> [Directions]:
Only a number is required: how many lines of the material contain the word "String"?
START Data under study
//! Error types for Crossway

use thiserror::Error;

/// The main error type for Crossway operations
#[derive(Debug, Error)]
pub enum CrosswayError {
    #[error("Entity not found: {0}")]
    EntityNotFound(String),

    #[error("Mesh parse error: {0}")]
    MeshParseError(String),

    #[error("Snapshot error: {0}")]
    SnapshotError(String),

    #[error("Server error: {0}")]
    ServerError(String),

    #[error("Config error: {0}")]
    ConfigError(String),

    #[error("Render error: {0}")]
    RenderError(String),

    #[error("IO error: {0}")]
    IoError(#[from] std::io::Error),

    #[error("JSON error: {0}")]
    JsonError(#[from] serde_json::Error),
}

/// Result type alias for Crossway operations
pub type Result<T> = std::result::Result<T, CrosswayError>;
//! Poll scheduling
//!
//! The render loop ticks this once per frame. It only tracks when the next
//! server poll is due; per-entity interpolation progress lives with each
//! entity, so the two cadences can never get tangled. A poll that is due
//! while another is still in flight stays due - the effect of a hung poll
//! is a delayed next poll, not a pile-up.

/// Frame-countdown trigger for server polls
pub struct PollScheduler {
    interval_frames: u32,
    countdown: u32,
}

impl PollScheduler {
    pub fn new(interval_frames: u32) -> Self {
        let interval_frames = interval_frames.max(1);
        Self {
            interval_frames,
            countdown: interval_frames,
        }
    }

    pub fn interval(&self) -> u32 {
        self.interval_frames
    }

    /// Count one frame down; the due state saturates at zero
    pub fn tick(&mut self) {
        self.countdown = self.countdown.saturating_sub(1);
    }

    /// True when a poll should be dispatched
    pub fn is_due(&self) -> bool {
        self.countdown == 0
    }

    /// Restart the countdown after a poll was actually dispatched
    pub fn rearm(&mut self) {
        self.countdown = self.interval_frames;
    }
}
END Data under study
> [Task output]:
6